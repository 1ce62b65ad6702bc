// This Source Code Form is subject to the terms of the Mozilla Public
// License, v. 2.0. If a copy of the MPL was not distributed with this
// file, You can obtain one at https://mozilla.org/MPL/2.0/.

//! Fillets and chamfers on straight convex edges between planar faces.
//!
//! Each selected edge gets a tool running along it whose cross-section
//! covers the material to remove: the triangle between the edge and the
//! bevel line for a chamfer, that triangle minus the rounding circle for a
//! fillet. The tools are cut from the solid's tessellation one by one and
//! the result is sewn into a new solid.

use brep_lite_geometry::{boolean_triangles, BooleanOp, Point3, Triangle3, Vector3};
use brep_lite_topology::{EdgeKey, FaceKey, Shape, SolidKey, TopologyArena, DEFAULT_SEGMENTS};
use rustc_hash::FxHashSet;
use tracing::{debug, warn};

use crate::boolean::{fan_triangles, sew_result};
use crate::error::{Error, Result};

/// Rounds `edges` of `solid` with `radius`.
///
/// An empty edge list returns `solid` itself.
pub fn fillet(arena: &mut TopologyArena, solid: SolidKey, edges: &[EdgeKey], radius: f64) -> Result<SolidKey> {
    apply(arena, solid, edges, radius, Profile::Round, DEFAULT_SEGMENTS)
}

/// Bevels `edges` of `solid`, cutting `distance` back along both faces.
pub fn chamfer(arena: &mut TopologyArena, solid: SolidKey, edges: &[EdgeKey], distance: f64) -> Result<SolidKey> {
    apply(arena, solid, edges, distance, Profile::Bevel, DEFAULT_SEGMENTS)
}

/// [`fillet`] with the solid and the rounding tessellated at `segments`
/// per full turn.
pub fn fillet_with(
    arena: &mut TopologyArena,
    solid: SolidKey,
    edges: &[EdgeKey],
    radius: f64,
    segments: usize,
) -> Result<SolidKey> {
    apply(arena, solid, edges, radius, Profile::Round, segments)
}

pub fn chamfer_with(
    arena: &mut TopologyArena,
    solid: SolidKey,
    edges: &[EdgeKey],
    distance: f64,
    segments: usize,
) -> Result<SolidKey> {
    apply(arena, solid, edges, distance, Profile::Bevel, segments)
}

#[derive(Debug, Clone, Copy, PartialEq, Eq)]
enum Profile {
    Round,
    Bevel,
}

impl Profile {
    fn name(self) -> &'static str {
        match self {
            Profile::Round => "fillet",
            Profile::Bevel => "chamfer",
        }
    }
}

/// A straight convex edge with its two faces' outward normals and the
/// directions running from the edge into each face.
struct EdgeFrame {
    start: Point3<f64>,
    end: Point3<f64>,
    normals: [Vector3<f64>; 2],
    inward: [Vector3<f64>; 2],
}

fn apply(
    arena: &mut TopologyArena,
    solid: SolidKey,
    edges: &[EdgeKey],
    size: f64,
    profile: Profile,
    segments: usize,
) -> Result<SolidKey> {
    if !size.is_finite() || size <= arena.tolerance().distance {
        return Err(Error::InvalidDimension(format!(
            "{} size must be positive, got {size}",
            profile.name()
        )));
    }
    if edges.is_empty() {
        warn!(op = profile.name(), "no edges selected, solid left unchanged");
        return Ok(solid);
    }

    let faces: FxHashSet<FaceKey> = arena.faces(Shape::Solid(solid)).into_iter().collect();
    let frames = edges
        .iter()
        .map(|&e| edge_frame(arena, &faces, e))
        .collect::<Result<Vec<_>>>()?;

    let mut current = arena.solid_triangles(solid, segments)?;
    let mut polygons = Vec::new();
    for frame in &frames {
        let tool = tool_triangles(frame, size, profile, segments);
        polygons = boolean_triangles(&current, &tool, BooleanOp::Difference);
        current = fan_triangles(&polygons);
    }
    debug!(op = profile.name(), edges = edges.len(), size, polygons = polygons.len(), "applied local operation");
    sew_result(arena, &polygons, BooleanOp::Difference)
}

fn edge_frame(arena: &TopologyArena, faces: &FxHashSet<FaceKey>, edge: EdgeKey) -> Result<EdgeFrame> {
    let unsupported = |why: &str| Error::UnsupportedEdge(format!("{edge:?}: {why}"));
    let data = arena.edge(edge).ok_or_else(|| unsupported("no such edge"))?;
    if !arena.curve(data.curve).is_some_and(|c| c.is_line()) {
        return Err(unsupported("edge is not straight"));
    }
    let start = arena.vertex_point(data.start).ok_or_else(|| unsupported("missing vertex"))?;
    let end = arena.vertex_point(data.end).ok_or_else(|| unsupported("missing vertex"))?;
    let along = (end - start)
        .try_normalize(1e-12)
        .ok_or_else(|| unsupported("edge has no length"))?;

    let adjacent: Vec<FaceKey> = arena
        .edge_faces(edge)
        .into_iter()
        .filter(|f| faces.contains(f))
        .collect();
    let [f1, f2] = adjacent[..] else {
        return Err(unsupported("edge does not join exactly two faces of the solid"));
    };

    let mut normals = [Vector3::zeros(); 2];
    let mut inward = [Vector3::zeros(); 2];
    for (i, face) in [f1, f2].into_iter().enumerate() {
        let normal = arena
            .face_plane_normal(face)
            .ok_or_else(|| unsupported("adjacent face is not planar"))?;
        // Material lies to the left of the boundary seen from outside.
        let forward = arena
            .face_wires(face)
            .into_iter()
            .flat_map(|w| arena.wire_oriented_edges(w))
            .find(|(e, _)| *e == edge)
            .map(|(_, forward)| forward)
            .ok_or_else(|| unsupported("edge missing from face boundary"))?;
        let tangent = if forward { along } else { -along };
        normals[i] = normal;
        inward[i] = normal.cross(&tangent);
    }

    if inward[1].dot(&normals[0]) >= -arena.tolerance().angular {
        return Err(unsupported("edge is concave or flat"));
    }
    Ok(EdgeFrame {
        start,
        end,
        normals,
        inward,
    })
}

/// Past each end of the edge the tool reaches this fraction of `size`, so
/// its caps never coincide with the end faces.
const END_OVERSHOOT: f64 = 1e-3;

/// Closed, outward-wound prism along the edge covering the material to
/// remove, overshooting the outer corner by `size`.
///
/// The cross-section is swept straight along the edge and stops just past
/// its ends. Where an edge ends at a concave corner the cut therefore
/// finishes square against the neighbouring material instead of running
/// around it.
fn tool_triangles(frame: &EdgeFrame, size: f64, profile: Profile, segments: usize) -> Vec<Triangle3> {
    let [n1, n2] = frame.normals;
    let [d1, d2] = frame.inward;
    let along = frame.end - frame.start;
    let axis = along.normalize();
    let reach = size * END_OVERSHOOT;
    let base = frame.start - axis * reach;
    let length = along.norm() + 2.0 * reach;

    let apex = base - (d1 + d2) * size;
    let mut outline = Vec::new();
    match profile {
        Profile::Bevel => {
            outline.push(base + d1 * size);
            outline.push(base + d2 * size);
        }
        Profile::Round => {
            // Centre at depth `size` below both faces; the arc runs between
            // the two tangent points on the side facing the edge.
            let offset = -size / (1.0 + n1.dot(&n2));
            let center = base + (n1 + n2) * offset;
            let across = (n2 - n1 * n1.dot(&n2)).normalize();
            let sweep = n1.dot(&n2).clamp(-1.0, 1.0).acos();
            let steps = ((sweep / std::f64::consts::TAU * segments as f64).ceil() as usize).max(2);
            for i in 0..=steps {
                let t = sweep * i as f64 / steps as f64;
                outline.push(center + (n1 * t.cos() + across * t.sin()) * size);
            }
        }
    }

    let ring: Vec<Point3<f64>> = std::iter::once(apex).chain(outline).collect();
    let top: Vec<Point3<f64>> = ring.iter().map(|p| p + axis * length).collect();
    let n = ring.len();
    let mut triangles = Vec::with_capacity(4 * n);
    for i in 1..n - 1 {
        triangles.push([ring[0], ring[i + 1], ring[i]]);
        triangles.push([top[0], top[i], top[i + 1]]);
    }
    for i in 0..n {
        let j = (i + 1) % n;
        triangles.push([ring[i], ring[j], top[j]]);
        triangles.push([ring[i], top[j], top[i]]);
    }

    let volume: f64 = triangles
        .iter()
        .map(|[a, b, c]| a.coords.dot(&b.coords.cross(&c.coords)))
        .sum();
    if volume < 0.0 {
        for t in &mut triangles {
            t.swap(1, 2);
        }
    }
    triangles
}

#[cfg(test)]
mod tests {
    use super::*;
    use crate::face_builder::build_planar_face;
    use crate::solid_builder::{box_solid, cylinder, prism};
    use approx::assert_relative_eq;
    use brep_lite_geometry::{Curve2D, Line2D, Point2, Wire2D};
    use std::f64::consts::PI;

    /// The box edge along Z at x = 2, y = 2.
    fn vertical_edge(arena: &TopologyArena, solid: SolidKey) -> EdgeKey {
        arena
            .edges(Shape::Solid(solid))
            .into_iter()
            .find(|&e| {
                let (a, b) = arena.edge_vertices(e).unwrap();
                let (pa, pb) = (arena.vertex_point(a).unwrap(), arena.vertex_point(b).unwrap());
                pa.x == 2.0 && pa.y == 2.0 && pb.x == 2.0 && pb.y == 2.0
            })
            .unwrap()
    }

    #[test]
    fn chamfer_removes_a_prism() {
        let mut arena = TopologyArena::new();
        let block = box_solid(&mut arena, 2.0, 2.0, 2.0).unwrap();
        let edge = vertical_edge(&arena, block);
        let result = chamfer(&mut arena, block, &[edge], 0.5).unwrap();
        assert_relative_eq!(arena.solid_volume(result).unwrap(), 8.0 - 0.25, epsilon = 1e-6);
        assert_eq!(arena.solid_contains(result, &Point3::new(1.95, 1.95, 1.0)), Some(false));
        assert_eq!(arena.solid_contains(result, &Point3::new(1.5, 1.5, 1.0)), Some(true));
    }

    #[test]
    fn fillet_removes_the_corner_outside_the_circle() {
        let mut arena = TopologyArena::new();
        let block = box_solid(&mut arena, 2.0, 2.0, 2.0).unwrap();
        let edge = vertical_edge(&arena, block);
        let result = fillet_with(&mut arena, block, &[edge], 0.5, 128).unwrap();
        let removed = 2.0 * 0.25 * (1.0 - PI / 4.0);
        assert_relative_eq!(arena.solid_volume(result).unwrap(), 8.0 - removed, max_relative = 1e-4);
    }

    #[test]
    fn two_edges_are_both_cut() {
        let mut arena = TopologyArena::new();
        let block = box_solid(&mut arena, 2.0, 2.0, 2.0).unwrap();
        let edges = arena.edges(Shape::Solid(block));
        let picked: Vec<EdgeKey> = edges
            .into_iter()
            .filter(|&e| {
                let (a, b) = arena.edge_vertices(e).unwrap();
                let (pa, pb) = (arena.vertex_point(a).unwrap(), arena.vertex_point(b).unwrap());
                pa.z == 2.0 && pb.z == 2.0 && pa.y == pb.y
            })
            .collect();
        assert_eq!(picked.len(), 2);
        let result = chamfer(&mut arena, block, &picked, 0.5).unwrap();
        assert_relative_eq!(arena.solid_volume(result).unwrap(), 8.0 - 0.5, epsilon = 1e-6);
    }

    #[test]
    fn cut_stops_at_a_concave_corner() {
        // L-shaped plate one unit thick; the chamfered top edge along
        // y = 1 runs from the outer end x = 4 into the inner corner x = 1.
        let mut arena = TopologyArena::new();
        let corners = [(0.0, 0.0), (4.0, 0.0), (4.0, 1.0), (1.0, 1.0), (1.0, 4.0), (0.0, 4.0)]
            .map(|(x, y)| Point2::new(x, y));
        let lines = (0..corners.len())
            .map(|i| Curve2D::Line(Line2D::new(corners[i], corners[(i + 1) % corners.len()])))
            .collect();
        let face = build_planar_face(&mut arena, &Wire2D::from_curves(lines), Point3::origin(), Vector3::z()).unwrap();
        let plate = prism(&mut arena, face, Vector3::z(), 1.0).unwrap();
        assert_relative_eq!(arena.solid_volume(plate).unwrap(), 7.0, epsilon = 1e-9);

        let near = |a: f64, b: f64| (a - b).abs() < 1e-9;
        let edge = arena
            .edges(Shape::Solid(plate))
            .into_iter()
            .find(|&e| {
                let (a, b) = arena.edge_vertices(e).unwrap();
                let (pa, pb) = (arena.vertex_point(a).unwrap(), arena.vertex_point(b).unwrap());
                near(pa.y, 1.0) && near(pb.y, 1.0) && near(pa.z, 1.0) && near(pb.z, 1.0)
            })
            .unwrap();

        let result = chamfer(&mut arena, plate, &[edge], 0.5).unwrap();
        assert_relative_eq!(arena.solid_volume(result).unwrap(), 7.0 - 3.0 * 0.125, epsilon = 1e-3);
        assert_eq!(arena.solid_contains(result, &Point3::new(2.0, 0.9, 0.9)), Some(false));
        assert_eq!(arena.solid_contains(result, &Point3::new(0.9, 0.9, 0.9)), Some(true));
    }

    #[test]
    fn empty_selection_is_a_no_op() {
        let mut arena = TopologyArena::new();
        let block = box_solid(&mut arena, 1.0, 1.0, 1.0).unwrap();
        assert_eq!(fillet(&mut arena, block, &[], 0.2).unwrap(), block);
    }

    #[test]
    fn rejects_bad_sizes_and_edges() {
        let mut arena = TopologyArena::new();
        let block = box_solid(&mut arena, 2.0, 2.0, 2.0).unwrap();
        let edge = vertical_edge(&arena, block);
        assert!(matches!(chamfer(&mut arena, block, &[edge], 0.0), Err(Error::InvalidDimension(_))));
        assert!(matches!(fillet(&mut arena, block, &[edge], -1.0), Err(Error::InvalidDimension(_))));

        let round = cylinder(&mut arena, 1.0, 1.0).unwrap();
        let circle = arena.edges(Shape::Solid(round))[0];
        assert!(matches!(fillet(&mut arena, round, &[circle], 0.1), Err(Error::UnsupportedEdge(_))));
    }
}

══════

Repeat the records above line by line, from the first line through the line that contains "a new solid.".

repository 1ce62b65ad6702bc
// This Source Code Form is subject to the terms of the Mozilla Public
// License, v. 2.0. If a copy of the MPL was not distributed with this
// file, You can obtain one at https://mozilla.org/MPL/2.0/.

//! Fillets and chamfers on straight convex edges between planar faces.
//!
//! Each selected edge gets a tool running along it whose cross-section
//! covers the material to remove: the triangle between the edge and the
//! bevel line for a chamfer, that triangle minus the rounding circle for a
//! fillet. The tools are cut from the solid's tessellation one by one and
//! the result is sewn into a new solid.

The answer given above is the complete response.